Functional characteristics of allergen-specific T lymphocytes in nickel-induced allergic rhinitis

The aim of the present study was to find correlates between phenomena observed in vitro, and the clinical symptoms of nickel allergy. Additionally, we attempted to explain the factors determining that one person will react with skin inflammation, whereas another one - with rhinitis.

In 40 persons with allergic contact dermatitis to nickel (Ni-ACD), we sought potential correlations between nickel-specific cytokine secretion and the outcome of patch test in the group of patients with allergic contact dermatitis to nickel. The levels of IL-5 and IFN-gamma secreted by peripheral blood lymphocytes (PBMC) in response to nickel measured with ELISA were correlated with the intensity of skin inflammation (patch test score). Additionally 19 patients with nickel-related rhinitis (Ni-Rh) and 22 patients with Ni-ACD, and 17 non-allergic volunteers were studied. The percentage of nickel-reactive cells was assessed in cells expressing CLA (skin-related homing antigen) and cells expressing HML/CD107 (mucosa-related homing antigens). Ni-specific secretion of IL-2 (naive cells), IL-13 (Th2/Tc2), and IFN-gamma (Th1/Tc1) was measured by means of ELISPOT (enzyme-linked immunospot assay). CD14+ monocytes were used as antigen presenting-cells (APC).

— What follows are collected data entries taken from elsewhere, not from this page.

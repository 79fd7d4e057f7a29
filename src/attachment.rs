use std::fs;
use std::path::Path;

use crate::errors::{CognivoError, CognivoResult};
use crate::utils::detect_media_type;

/// A file chosen for the next submission. Only one attachment is carried at
/// a time; picking another file replaces it.
#[derive(Debug, Clone)]
pub struct Attachment {
    pub name: String,
    pub media_type: String,
    pub bytes: Vec<u8>,
}

impl Attachment {
    /// Loads a file from disk, guessing its media type from the extension.
    pub fn from_path(path: &str) -> CognivoResult<Self> {
        let bytes = fs::read(path).map_err(|e| {
            CognivoError::attachment_error(format!("could not read {}: {}", path, e))
        })?;

        let name = Path::new(path)
            .file_name()
            .and_then(|n| n.to_str())
            .unwrap_or("attachment")
            .to_string();

        Ok(Attachment {
            name,
            media_type: detect_media_type(path),
            bytes,
        })
    }

    /// Like [`Attachment::from_path`] but restricted to images, mirroring a
    /// camera-style picker.
    pub fn image_from_path(path: &str) -> CognivoResult<Self> {
        let attachment = Self::from_path(path)?;
        if !attachment.media_type.starts_with("image/") {
            return Err(CognivoError::attachment_error(format!(
                "{} is not an image",
                attachment.name
            )));
        }
        Ok(attachment)
    }
}

#[cfg(test)]
mod tests {
    use super::*;
    use std::io::Write;
    use tempfile::tempdir;

    fn write_file(dir: &Path, name: &str, contents: &[u8]) -> String {
        let path = dir.join(name);
        let mut file = fs::File::create(&path).unwrap();
        file.write_all(contents).unwrap();
        path.to_string_lossy().to_string()
    }

    #[test]
    fn test_from_path_reads_bytes_and_media_type() {
        let dir = tempdir().unwrap();
        let path = write_file(dir.path(), "cat.png", b"not really a png");

        let attachment = Attachment::from_path(&path).unwrap();
        assert_eq!(attachment.name, "cat.png");
        assert_eq!(attachment.media_type, "image/png");
        assert_eq!(attachment.bytes, b"not really a png");
    }

    #[test]
    fn test_from_path_missing_file() {
        let dir = tempdir().unwrap();
        let path = dir.path().join("absent.txt");
        assert!(Attachment::from_path(path.to_str().unwrap()).is_err());
    }

    #[test]
    fn test_image_from_path_rejects_non_image() {
        let dir = tempdir().unwrap();
        let path = write_file(dir.path(), "notes.txt", b"plain text");
        assert!(Attachment::image_from_path(&path).is_err());
    }

    #[test]
    fn test_image_from_path_accepts_image() {
        let dir = tempdir().unwrap();
        let path = write_file(dir.path(), "shot.jpg", b"jpegish");
        let attachment = Attachment::image_from_path(&path).unwrap();
        assert_eq!(attachment.media_type, "image/jpeg");
    }
}
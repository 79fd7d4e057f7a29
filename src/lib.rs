// src/lib.rs

pub mod api;
pub mod app;
pub mod attachment;
pub mod chat_message;
pub mod config;
pub mod constants;
pub mod errors;
pub mod key_handlers;
pub mod log_view;
pub mod logging;
pub mod mascot;
pub mod models;
pub mod ui;
pub mod utils;
pub mod widget;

We have demonstrated that nickel-specific IL-5 secretion by PBMC determines the intensity of patch test reaction (p=0.05) with no significant effect of IFN-gamma. An increase in the signal of IL-5 by 10 pg/ml is associated with a 24.2% increase in the predicted odds of patient being in upper category of patch test score (p=0.05). IFN-gamma had no significant influence on the odds ratio.

An increase in the nickel-specific IL-5 secretion by 10 pg/ml is associated with a 10-20% increases (depending on statistical model) in the odds ratio of the patient to have a higher patch test score. This supports the assumption that cells secreting IL-5 (e.g. Th2, Tc2) play more important role in the pathogenesis of ACD than previously thought. No clear differences could be found between the cytokine secretion between the lymphocyte subpopulations (CLA+, HML-1+), and between the studied groups (patients with nickel rhinitis, Ni-ACD patients, healthy controls).

We have demonstrated that the level of the allergen-specific IL-5 production is a relevant predictor of patch test score, whereas IFN-gamma is not. This supports the assumption that type 2 cells secreting IL-5 (e.g. Th2, Tc2, possibly also NK2 or NKT2) play an important (if not crucial) role in the pathogenesis of allergic contact dermatitis. We were not able to demonstrate a different cytokine response to nickel of lymphocyte subsets with different homing antigens.